The ancient poetry of Joel 2 says
Blow the trumpet in Zion; sanctify a fast;
call a solemn assembly; gather the people.
Sanctify the congregation; assemble the elders;
gather the children; even nursing infants.
Let the groom leave his room, and the bride her chamber.
The sense of being a gathered community is strong in a Church like us. We are focused on this – on Sunday mornings. It's the heart of what we are, eh? And oh, how we want more of everyone to gather like this: the older, the children and babes, the husbands and wives. A big happy family, following Jesus.
And we want this – us – to be spiritual and positive. We might say “spirit-filled”. Joel claims that God was saying
I will pour out my spirit on all flesh; your sons and your daughters will prophesy, your old men shall dream dreams, and your young men shall see visions.
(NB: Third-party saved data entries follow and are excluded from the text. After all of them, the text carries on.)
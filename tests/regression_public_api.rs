//! Frozen-output regression tests for the public API.
//!
//! Every book's content is a pure function of its number and the library
//! constants, so any change to these expected values changes the text of
//! every book already handed out. All expected values are frozen snapshots:
//! any change in output is a regression.
//!
//! Coverage:
//! - `Scrambler` (two-pass CBC with reversal)
//! - `Library::generate_book_page` / `generate_book`
//! - `Library::locate`
//! - `LibraryConfig::default()` constants
//! - `encode_address` / `decode_address`

use babel_library::{
    decode_address, encode_address, AddressPolicy, FixedBuffer, Library, LibraryConfig, Scrambler,
};

const TEST_KEY: [u8; 16] = *b"0123456789abcdef";
const TEST_IV: [u8; 16] = *b"fedcba9876543210";

fn test_library(book_size: usize, page_size: usize) -> Library {
    let config = LibraryConfig::default()
        .with_book_size(book_size)
        .with_page_size(page_size)
        .with_key(TEST_KEY)
        .with_iv(TEST_IV);
    Library::new(config).unwrap()
}

// ═══════════════════════════════════════════════════════════════════════
// Scrambler — raw byte snapshots
// ═══════════════════════════════════════════════════════════════════════

/// Two zero blocks through the full transform.
#[test]
fn scramble_zero_blocks_frozen() {
    let scrambler = Scrambler::new(&TEST_KEY, &TEST_IV).unwrap();
    let mut bytes = [0u8; 32];
    scrambler.scramble_in_place(&mut bytes).unwrap();
    assert_eq!(
        hex::encode(bytes),
        "e042448d82003a9a76d8efebefe02bee73f98541667a12f6ba124d666f725230"
    );

    scrambler.unscramble_in_place(&mut bytes).unwrap();
    assert_eq!(bytes, [0u8; 32]);
}

// ═══════════════════════════════════════════════════════════════════════
// Library — page text snapshots (BookSize = 80, PageSize = 10)
// ═══════════════════════════════════════════════════════════════════════

#[test]
fn book_zero_pages_frozen() {
    let library = test_library(80, 10);
    let expected = [
        "ibgabob.mu",
        "storoe,jte",
        "yuintzfg,d",
        "vdpoh,vjhm",
        "mgjymlxtta",
        "vfxoflftxf",
        "tpsjaxx rc",
        "n.sen jhec",
    ];
    for (page, text) in expected.iter().enumerate() {
        assert_eq!(
            library.generate_book_page("0", page as i64).unwrap(),
            *text,
            "book 0 page {} mismatch",
            page
        );
    }
}

#[test]
fn book_one_pages_frozen() {
    let library = test_library(80, 10);
    let expected = vec![
        "hxeshfeiom",
        "rfznknc ie",
        "fkbhdwcnpa",
        "pog,,qkzj ",
        " voajwbyj ",
        "hvle.qytgs",
        "bblemvivgl",
        "vurnxdmtka",
    ];
    assert_eq!(library.generate_book("1").unwrap(), expected);
}

#[test]
fn book_123456789_pages_frozen() {
    let library = test_library(80, 10);
    let expected = vec![
        "epv.j,daok",
        ".ear guo q",
        "y.vzadtuzd",
        "mh.h,.gvah",
        "urxqqfbmxf",
        "bbrtxoqula",
        "uupgurlimc",
        "mkzaelufqv",
    ];
    assert_eq!(library.generate_book("123456789").unwrap(), expected);
    assert_eq!(library.generate_book("000123456789").unwrap(), expected);
}

// ═══════════════════════════════════════════════════════════════════════
// Library::locate — book number snapshot (BookSize = 64, PageSize = 16)
// ═══════════════════════════════════════════════════════════════════════

#[test]
fn locate_hello_world_frozen() {
    let library = test_library(64, 16);
    let book = library.locate("hello world", 2).unwrap();
    assert_eq!(
        book,
        "116846952739073169590725063274336175837175\
         132084675414382745163644623236873686654082\
         527899642444614725546824680262902286988132\
         75246782267798770767078959028"
    );
    let page = library.generate_book_page(&book, 2).unwrap();
    assert_eq!(&page[..11], "hello world");
    assert_eq!(&page[11..], "aaaaa");
}

// ═══════════════════════════════════════════════════════════════════════
// Default library — constants snapshot
// ═══════════════════════════════════════════════════════════════════════

#[test]
fn default_library_first_and_last_page_frozen() {
    let library = Library::new(LibraryConfig::default()).unwrap();
    assert_eq!(library.book_size(), 1_312_000);
    assert_eq!(library.page_count(), 410);

    let pages = library.generate_book("0").unwrap();
    assert_eq!(pages.len(), 410);
    assert!(pages.iter().all(|page| page.chars().count() == 3200));
    assert_eq!(
        &pages[0][..64],
        "bpsp.urvh.jmboe,cbxixvn.tpalt,hgroexic,,jbu jibbwlo.fj ra mjdwxi"
    );
    assert_eq!(
        &pages[409][..64],
        "p.amdxytpyoqjmkxxubgxeoaheeclcx.dukmpuhztr mqvleianw,rjuq fauiyy"
    );
}

// ═══════════════════════════════════════════════════════════════════════
// Address encoding
// ═══════════════════════════════════════════════════════════════════════

#[test]
fn address_layout_frozen() {
    let buffer = encode_address("123456789", 16, AddressPolicy::Reject).unwrap();
    assert_eq!(hex::encode(buffer.as_bytes()), "000000000000000000000000075bcd15");
    assert_eq!(decode_address(&buffer), "123456789");
}

#[test]
fn fixed_buffer_rejects_wrong_length() {
    assert!(FixedBuffer::from_bytes(vec![0; 79], 80).is_err());
}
Even upon the menservants and maidservants in those days, I will pour out my spirit.
Positive enthusiasm, and everyone right with God. We want this for all! It would be a fulfilment of our prayers. What Joel promised was a fulfilment of Moses' desire, centuries before. Moses had once said to Joshua, “Would that all the LORD's people were prophets, that the LORD would put his spirit upon them!” (Numbers 11:29)
We, today, are still praying for this. We want our children and grandchildren, our brothers and sisters and parents, our neighbours and friends to be filled with God. So, we want them to know Jesus and the salvation He brings. That spirit-filling, prophesying, dream-weaving vision from 2400 years ago got brought into the story of Jesus 2000 years ago. A guy named Peter takes this Hebrew Bible prophetic text through Jesus Christ, who sent the very Holy Spirit who was filling people one particular day.
Plenty of people today are looking for that connection with the Divine. Seeking that personal unity with God or the Universe or whatever they think they need. Our story (in the Bible) celebrates how available God is to human beings. The Holy Spirit comes upon and into people... because of Jesus – the story of Jesus – what his life and death and coming back to life does. When Peter, 2000 years ago, preached a sermon, he used the scroll of Joel, and went on to tell the story of Jesus. Having the Divine Spirit with our spirits depends upon what Jesus did – the One who was executed by crucifixion, and later was alive again.
And that pouring out of God's Spirit that Joel predicted resulted in really amazing communication about the Gospel – the powerful story of Jesus. Everyone in Jerusalem that day heard and understood. It transformed them. And what a multicultural, motley crew surely got united that day, in that city. Thousands of people joined Jesus, and one another.
Here, we are a variety pack of folk saved by Christ and filled by the Spirit. We are sons and daughters, old men and old women, slaving servants and pensioned people. Shall we get along and love to be with one another? Allison Friars spoke a great little image yesterday here. To be multi-generational is like having a chocolate cake by setting the flour, eggs, coco, milk, butter and so forth in a bowl together. It ain’t a cake. To be inter-generational is to put all the ingredients together to interact, and create a lovely layered cake. MmMmm. But will the eggs want to get cracked and integrated? Will the flour willingly be sifted? Will the butter line up to be creamed?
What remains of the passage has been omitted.